Beale Street is a tragedy, not without hope at the end, but a tragedy nevertheless. “You can beat the rap, but you can’t beat the ride,” is a saying you hear among lawyers of the criminal defense bar, and the ordeal that Tish, Fonny, and their families endure is a very harsh ride indeed.
The same summer that Beale Street was published, I read it far from New York, in a quiet, leafy suburb of what was called in those days “the New South,” and the news that book brought me might as well have come from another planet. I was 16, white, middle class, and had spent exactly one night of my life in New York, at a Holiday Inn. The world Baldwin depicts, a world in which the racist animus of a white policeman could so randomly, lethally be brought to bear on one particular black man, rocked my 16-year-old self back on his heels.
The shock wasn’t that such things happened; I’d learned enough history, local and otherwise, to know better than that. It was, rather, news of a world in which this potentially lethal animus is the universal condition of African-Americans, males especially.
We are told via Hayward, the white lawyer handling Fonny’s defense, that Officer Bell is “a racist and a liar,” that in fact Bell murdered a 12-year-old black boy two years earlier. Trish and Fonny’s downtown landlord, Levy, warns them to “watch out for the cops. They’re murder.” Later in the novel, Trish muses that if her father had had sons, they’d most likely be dead by now. And there’s Fonny’s friend Daniel, broken by two years in prison for a bogus grand larceny charge, and, looming over everyone, “the obscene power and ferocious enmity of the D.A.’s office.”
I did have a few clues about race in America, growing up as I was in the jittery South of civil rights and desegregation.
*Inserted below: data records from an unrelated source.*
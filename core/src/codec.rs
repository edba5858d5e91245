use base64::engine::general_purpose::STANDARD;
use base64::Engine;
use rkyv::api::high::{HighDeserializer, HighSerializer, HighValidator};
use rkyv::bytecheck::CheckBytes;
use rkyv::rancor::Error;
use rkyv::ser::allocator::ArenaHandle;
use rkyv::util::AlignedVec;
use rkyv::{Archive, Deserialize, Serialize};

pub fn encode<T>(value: &T) -> Option<Vec<u8>>
where
    T: for<'a> Serialize<HighSerializer<AlignedVec, ArenaHandle<'a>, Error>>,
{
    rkyv::to_bytes::<Error>(value).ok().map(|bytes| bytes.into_vec())
}

pub fn decode<T>(bytes: &[u8]) -> Option<T>
where
    T: Archive,
    T::Archived:
        for<'a> CheckBytes<HighValidator<'a, Error>> + Deserialize<T, HighDeserializer<Error>>,
{
    // archives need aligned input; copy into an aligned buffer first
    let mut aligned = AlignedVec::<16>::with_capacity(bytes.len());
    aligned.extend_from_slice(bytes);
    rkyv::from_bytes::<T, Error>(&aligned).ok()
}

/// Archive `value` and carry it as base64 text for string-valued stores.
pub fn encode_text<T>(value: &T) -> Option<String>
where
    T: for<'a> Serialize<HighSerializer<AlignedVec, ArenaHandle<'a>, Error>>,
{
    encode(value).map(|bytes| STANDARD.encode(bytes))
}

pub fn decode_text<T>(raw: &str) -> Option<T>
where
    T: Archive,
    T::Archived:
        for<'a> CheckBytes<HighValidator<'a, Error>> + Deserialize<T, HighDeserializer<Error>>,
{
    if raw.is_empty() {
        return None;
    }
    let bytes = STANDARD.decode(raw.as_bytes()).ok()?;
    decode::<T>(&bytes)
}
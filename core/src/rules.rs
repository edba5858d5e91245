use serde::{Deserialize, Serialize};

use crate::game::ROTATION_STEP_DEG;

pub const ALLOWED_DISTANCE_DEFAULT: f32 = 0.1;
pub const ALLOWED_DISTANCE_MIN: f32 = 0.0;
pub const ALLOWED_DISTANCE_MAX: f32 = 10.0;

pub const ALLOWED_ROTATION_DEFAULT_DEG: f32 = 5.0;
pub const ALLOWED_ROTATION_MIN_DEG: f32 = 0.0;
pub const ALLOWED_ROTATION_MAX_DEG: f32 = 45.0;

pub const GROUPING_DISTANCE_DEFAULT: f32 = 0.1;

pub const ROTATION_SPEED_DEFAULT: f32 = 90.0;

pub const DRAG_OFFSET_Y_DEFAULT: f32 = 0.0;
pub const DRAG_OFFSET_Z_DEFAULT: f32 = 0.5;
pub const DRAG_TILT_SPEED_DEFAULT: f32 = 0.25;
pub const DRAG_TILT_LIMIT_DEG: f32 = 15.0;

pub const AREA_SIZE_DEFAULT: [f32; 3] = [2.0, 4.0, 0.0];
pub const AREA_OFFSET_DEFAULT: [f32; 2] = [0.5, 0.0];

pub const TIME_LIMIT_UNTIMED: f32 = 0.0;
pub const HINT_LIMIT_UNLIMITED: i32 = -1;

/// Placement of one pair of decomposition areas (left/right or top/bottom).
#[derive(Clone, Copy, Debug, PartialEq, Serialize, Deserialize)]
pub struct AreaPair {
    #[serde(default)]
    pub first: bool,
    #[serde(default)]
    pub second: bool,
    /// Width, height and depth of each area. Depth is only used in 3D.
    #[serde(default = "default_area_size")]
    pub size: [f32; 3],
    /// Derive the gap from the puzzle edge from the widest piece.
    #[serde(default = "default_true")]
    pub auto_offset: bool,
    /// Gap from the puzzle edge along the pair's axis, then shift across it.
    #[serde(default = "default_area_offset")]
    pub offset: [f32; 2],
}

impl AreaPair {
    pub fn disabled() -> Self {
        Self {
            first: false,
            second: false,
            size: AREA_SIZE_DEFAULT,
            auto_offset: true,
            offset: AREA_OFFSET_DEFAULT,
        }
    }

    pub fn both() -> Self {
        Self {
            first: true,
            second: true,
            ..Self::disabled()
        }
    }

    pub fn any_enabled(&self) -> bool {
        self.first || self.second
    }
}

impl Default for AreaPair {
    fn default() -> Self {
        Self::disabled()
    }
}

#[derive(Clone, Copy, Debug, PartialEq, Serialize, Deserialize)]
pub struct DecompositionSettings {
    /// `first` is left, `second` is right.
    #[serde(default = "AreaPair::both")]
    pub horizontal: AreaPair,
    /// `first` is top, `second` is bottom.
    #[serde(default)]
    pub vertical: AreaPair,
}

impl Default for DecompositionSettings {
    fn default() -> Self {
        Self {
            horizontal: AreaPair::both(),
            vertical: AreaPair::disabled(),
        }
    }
}

#[derive(Clone, Copy, Debug, PartialEq, Serialize, Deserialize)]
pub struct SessionRules {
    #[serde(default = "default_allowed_distance")]
    pub allowed_distance: f32,
    #[serde(default = "default_allowed_rotation")]
    pub allowed_rotation: f32,
    #[serde(default = "default_grouping_distance")]
    pub grouping_distance: f32,
    #[serde(default)]
    pub enable_groups: bool,
    #[serde(default)]
    pub assemble_in_any_place: bool,
    #[serde(default = "default_true")]
    pub enable_position_saving: bool,
    #[serde(default)]
    pub fully_in_3d: bool,
    #[serde(default)]
    pub randomize_rotation: bool,
    #[serde(default)]
    pub gradual_rotation: bool,
    #[serde(default = "default_rotation_step")]
    pub rotation_step: f32,
    #[serde(default = "default_rotation_speed")]
    pub rotation_speed: f32,
    #[serde(default)]
    pub drag_offset_y: f32,
    #[serde(default = "default_drag_offset_z")]
    pub drag_offset_z: f32,
    #[serde(default = "default_drag_tilt_speed")]
    pub drag_tilt_speed: f32,
    #[serde(default)]
    pub center_dragged_piece: bool,
    #[serde(default)]
    pub time_limit: f32,
    #[serde(default = "default_hint_limit")]
    pub hint_limit: i32,
    #[serde(default)]
    pub decomposition: DecompositionSettings,
}

impl Default for SessionRules {
    fn default() -> Self {
        Self {
            allowed_distance: ALLOWED_DISTANCE_DEFAULT,
            allowed_rotation: ALLOWED_ROTATION_DEFAULT_DEG,
            grouping_distance: GROUPING_DISTANCE_DEFAULT,
            enable_groups: false,
            assemble_in_any_place: false,
            enable_position_saving: true,
            fully_in_3d: false,
            randomize_rotation: false,
            gradual_rotation: false,
            rotation_step: ROTATION_STEP_DEG,
            rotation_speed: ROTATION_SPEED_DEFAULT,
            drag_offset_y: DRAG_OFFSET_Y_DEFAULT,
            drag_offset_z: DRAG_OFFSET_Z_DEFAULT,
            drag_tilt_speed: DRAG_TILT_SPEED_DEFAULT,
            center_dragged_piece: false,
            time_limit: TIME_LIMIT_UNTIMED,
            hint_limit: HINT_LIMIT_UNLIMITED,
            decomposition: DecompositionSettings::default(),
        }
    }
}

impl SessionRules {
    pub fn from_json(raw: &str) -> Result<Self, serde_json::Error> {
        serde_json::from_str::<SessionRules>(raw).map(Self::sanitized)
    }

    /// Clamp tolerances into their supported ranges.
    pub fn sanitized(mut self) -> Self {
        self.allowed_distance = clamp_finite(
            self.allowed_distance,
            ALLOWED_DISTANCE_MIN,
            ALLOWED_DISTANCE_MAX,
            ALLOWED_DISTANCE_DEFAULT,
        );
        self.allowed_rotation = clamp_finite(
            self.allowed_rotation,
            ALLOWED_ROTATION_MIN_DEG,
            ALLOWED_ROTATION_MAX_DEG,
            ALLOWED_ROTATION_DEFAULT_DEG,
        );
        self.grouping_distance = clamp_finite(
            self.grouping_distance,
            ALLOWED_DISTANCE_MIN,
            ALLOWED_DISTANCE_MAX,
            GROUPING_DISTANCE_DEFAULT,
        );
        if !self.rotation_step.is_finite() || self.rotation_step <= 0.0 {
            self.rotation_step = ROTATION_STEP_DEG;
        }
        self.drag_tilt_speed = clamp_finite(self.drag_tilt_speed, 0.0, 1.0, DRAG_TILT_SPEED_DEFAULT);
        if !self.time_limit.is_finite() {
            self.time_limit = TIME_LIMIT_UNTIMED;
        }
        self
    }

    pub fn groups_active(&self) -> bool {
        self.enable_groups
    }

    pub fn assembles_anywhere(&self) -> bool {
        self.enable_groups && self.assemble_in_any_place
    }

    pub fn is_timed(&self) -> bool {
        self.time_limit > 0.0
    }
}

fn clamp_finite(value: f32, min: f32, max: f32, fallback: f32) -> f32 {
    if value.is_finite() {
        value.clamp(min, max)
    } else {
        fallback
    }
}

fn default_true() -> bool {
    true
}

fn default_area_size() -> [f32; 3] {
    AREA_SIZE_DEFAULT
}

fn default_area_offset() -> [f32; 2] {
    AREA_OFFSET_DEFAULT
}

fn default_allowed_distance() -> f32 {
    ALLOWED_DISTANCE_DEFAULT
}

fn default_allowed_rotation() -> f32 {
    ALLOWED_ROTATION_DEFAULT_DEG
}

fn default_grouping_distance() -> f32 {
    GROUPING_DISTANCE_DEFAULT
}

fn default_rotation_step() -> f32 {
    ROTATION_STEP_DEG
}

fn default_rotation_speed() -> f32 {
    ROTATION_SPEED_DEFAULT
}

fn default_drag_offset_z() -> f32 {
    DRAG_OFFSET_Z_DEFAULT
}

fn default_drag_tilt_speed() -> f32 {
    DRAG_TILT_SPEED_DEFAULT
}

fn default_hint_limit() -> i32 {
    HINT_LIMIT_UNLIMITED
}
It’s not that I disbelieved Baldwin’s novel so much as I suspended belief, wondering if he’d exaggerated the story to make a political point, or meant to punish his white readers with an especially grim parable of black life. Beale Street left me dangling amid possibilities, one being the potentially vast scale of my own ignorance.
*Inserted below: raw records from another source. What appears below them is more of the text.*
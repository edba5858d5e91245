use jigsaw_kit_core::snapshot::{PositionsRecord, POSITIONS_RECORD_VERSION};
use jigsaw_kit_core::{
    encode_text, DecomposeMode, GridLayout, MemoryStore, ProgressKeys, ProgressStore,
    PuzzleSession, SessionRules, SessionState, StoreError, StoreValue, TransitionEvent,
};

const NAME: &str = "Puzzle_roundtrip_3x3";

fn rules() -> SessionRules {
    SessionRules {
        time_limit: 120.0,
        hint_limit: 5,
        randomize_rotation: true,
        ..SessionRules::default()
    }
}

fn fresh(rules: SessionRules) -> PuzzleSession {
    let mut session = PuzzleSession::new(NAME, rules);
    session.prepare(9, &GridLayout::new(3, 3, 1.0, 1.0)).unwrap();
    session
}

fn played(rules: SessionRules) -> PuzzleSession {
    let mut session = fresh(rules);
    session.decompose(DecomposeMode::Scatter).unwrap();
    assert_eq!(session.use_hint(), TransitionEvent::ReturnPiece);
    assert_eq!(session.return_piece(Some(5)), TransitionEvent::ReturnPiece);
    session.timer_mut().tick(12.75);
    session
}

/// Store whose reads always fail, as a broken backend would.
struct BrokenStore;

impl ProgressStore for BrokenStore {
    fn has(&self, _key: &str) -> bool {
        true
    }

    fn get(&self, _key: &str) -> Result<Option<StoreValue>, StoreError> {
        Err(StoreError::Unavailable("disk gone".to_string()))
    }

    fn set(&mut self, _key: &str, _value: StoreValue) -> Result<(), StoreError> {
        Err(StoreError::Unavailable("disk gone".to_string()))
    }

    fn delete(&mut self, _key: &str) -> Result<(), StoreError> {
        Ok(())
    }

    fn keys(&self) -> Vec<String> {
        Vec::new()
    }
}

#[test]
fn save_then_load_reproduces_progress() {
    let original = played(rules());
    let mut store = MemoryStore::new();
    original.save(&mut store).unwrap();

    let mut restored = fresh(rules());
    let report = restored.load(&store).unwrap();
    assert!(report.is_clean());
    assert!(report.restored_positions);
    assert!(report.misses.is_empty());

    assert_eq!(restored.remaining_hints(), original.remaining_hints());
    assert_eq!(restored.timer().state(), original.timer().state());
    assert_eq!(restored.state(), SessionState::InProgress);
    assert_eq!(restored.mode(), original.mode());
    for (a, b) in original.pieces().iter().zip(restored.pieces()) {
        assert_eq!(a.placed, b.placed);
        for axis in 0..3 {
            assert!((a.current.pos[axis] - b.current.pos[axis]).abs() <= 1e-4);
        }
        assert!((a.current.rot_deg - b.current.rot_deg).abs() <= 1e-4);
    }
}

#[test]
fn placed_record_survives_without_position_saving() {
    let rules = SessionRules {
        enable_position_saving: false,
        ..rules()
    };
    let original = played(rules);
    let mut store = MemoryStore::new();
    original.save(&mut store).unwrap();
    assert!(!store.has(&ProgressKeys::new(NAME).positions()));

    let mut restored = fresh(rules);
    let report = restored.load(&store).unwrap();
    assert!(!report.restored_positions);
    restored.decompose(DecomposeMode::Scatter).unwrap();
    for (a, b) in original.pieces().iter().zip(restored.pieces()) {
        assert_eq!(a.placed, b.placed);
        if b.placed {
            assert_eq!(b.current, b.home);
        }
    }
    assert_eq!(restored.pieces_left(), 7);
}

#[test]
fn empty_store_is_a_miss_with_defaults() {
    let store = MemoryStore::new();
    let mut session = fresh(rules());
    let report = session.load(&store).unwrap();
    assert!(report.is_clean());
    assert!(!report.restored_positions);
    let keys = ProgressKeys::new(NAME);
    assert!(report.misses.contains(&keys.hints()));
    assert!(report.misses.contains(&keys.timer()));
    assert_eq!(session.remaining_hints(), 5);
    assert_eq!(session.timer().state().remaining, 120.0);
    assert_eq!(session.state(), SessionState::Decomposed);
}

#[test]
fn read_failures_fall_back_to_defaults() {
    let mut session = fresh(rules());
    let report = session.load(&BrokenStore).unwrap();
    assert!(!report.is_clean());
    assert!(report.failures.len() >= 4);
    assert_eq!(session.remaining_hints(), 5);
    assert_eq!(session.timer().state().remaining, 120.0);

    let mut store = MemoryStore::new();
    let keys = ProgressKeys::new(NAME);
    store.set_string(&keys.hints(), "three").unwrap();
    store.set_string(&keys.positions(), "not base64 at all!").unwrap();
    let report = session.load(&store).unwrap();
    assert!(report
        .failures
        .iter()
        .any(|(key, err)| key == &keys.hints() && matches!(err, StoreError::TypeMismatch { .. })));
    assert!(report
        .failures
        .iter()
        .any(|(key, err)| key == &keys.positions() && matches!(err, StoreError::Decode { .. })));
    assert_eq!(session.remaining_hints(), 5);
}

#[test]
fn save_errors_propagate() {
    let session = played(rules());
    assert!(session.save(&mut BrokenStore).is_err());
}

#[test]
fn stale_or_mismatched_records_are_misses() {
    let keys = ProgressKeys::new(NAME);
    let mut store = MemoryStore::new();
    let stale = PositionsRecord {
        version: POSITIONS_RECORD_VERSION + 1,
        mode: DecomposeMode::Scatter,
        nonce: 0,
        pieces: Vec::new(),
    };
    store
        .set_string(&keys.positions(), &encode_text(&stale).unwrap())
        .unwrap();
    let mut session = fresh(rules());
    let report = session.load(&store).unwrap();
    assert!(report.is_clean());
    assert!(!report.restored_positions);
    assert!(report.misses.contains(&keys.positions()));

    // same name, different grid size
    let mut store = MemoryStore::new();
    played(rules()).save(&mut store).unwrap();
    let mut smaller = PuzzleSession::new(NAME, rules());
    smaller.prepare(4, &GridLayout::new(2, 2, 1.0, 1.0)).unwrap();
    let report = smaller.load(&store).unwrap();
    assert!(!report.restored_positions);
    assert!(report.misses.contains(&keys.positions()));
    assert!(report.misses.contains(&keys.placed()));
    assert_eq!(smaller.pieces_left(), 4);
}

#[test]
fn groups_come_back_after_reload() {
    let rules = SessionRules {
        enable_groups: true,
        randomize_rotation: false,
        ..rules()
    };
    let mut session = fresh(rules);
    assert_eq!(session.drag_start([1.0, 1.0, 0.0]), Some(4));
    session.drag_update([20.0, 20.0, 0.0], 0.0);
    assert_eq!(session.drag_end(), TransitionEvent::DropPiece);
    assert_eq!(session.drag_start([2.0, 1.0, 0.0]), Some(5));
    session.drag_update([21.05, 20.0, 0.0], 0.0);
    assert_eq!(session.drag_end(), TransitionEvent::DropPiece);
    assert_eq!(session.groups().len(), 1);

    let mut store = MemoryStore::new();
    session.save(&mut store).unwrap();
    let mut restored = fresh(rules);
    restored.load(&store).unwrap();
    assert_eq!(restored.groups().len(), 1);
    assert_eq!(restored.groups()[0].members, vec![4, 5]);
    assert_eq!(restored.piece(5).unwrap().group, restored.piece(4).unwrap().group);
}

#[test]
fn assembled_progress_reloads_as_assembled() {
    let mut session = fresh(rules());
    session.decompose(DecomposeMode::Scatter).unwrap();
    while session.return_piece(None) == TransitionEvent::ReturnPiece {}
    let mut store = MemoryStore::new();
    session.save(&mut store).unwrap();

    let mut restored = fresh(rules());
    restored.load(&store).unwrap();
    assert_eq!(restored.state(), SessionState::Assembled);
    assert!(!restored.timer().is_running());
}

#[test]
fn clear_saved_removes_every_key() {
    let mut store = MemoryStore::new();
    let session = played(rules());
    session.save(&mut store).unwrap();
    store.set_int(&ProgressKeys::new(NAME).cols(), 3).unwrap();
    store.set_int("MusicPlayer", 1).unwrap();
    session.clear_saved(&mut store).unwrap();
    assert_eq!(store.keys(), vec!["MusicPlayer".to_string()]);
}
You could say I remained in this state of suspension for years. Baldwin’s book would return to me when the video of Rodney King’s beating first aired, and again when the racist history of the LAPD was described—entered into the record—during the O.J. Simpson trial. And again, many times over, in recent years, with each new video recording of the last moments of one of my fellow citizens. Walter Scott. Tamir Rice. Eric Garner. John Crawford III. Oscar Grant III. Samuel Dubose. Laquan McDonald. Alton Sterling. Terence Crutcher. With each death I found myself in a kind of communion with my 16-year-old self and Baldwin’s novel, and the dreadful truth of America for people of color. Here’s your answer, I’d say to that 16-year-old self, your proof. Baldwin was writing nothing short of hardcore realism in If Beale Street Could Talk, and it’s as real now as it’s ever been. We have proof, for anyone still in suspense.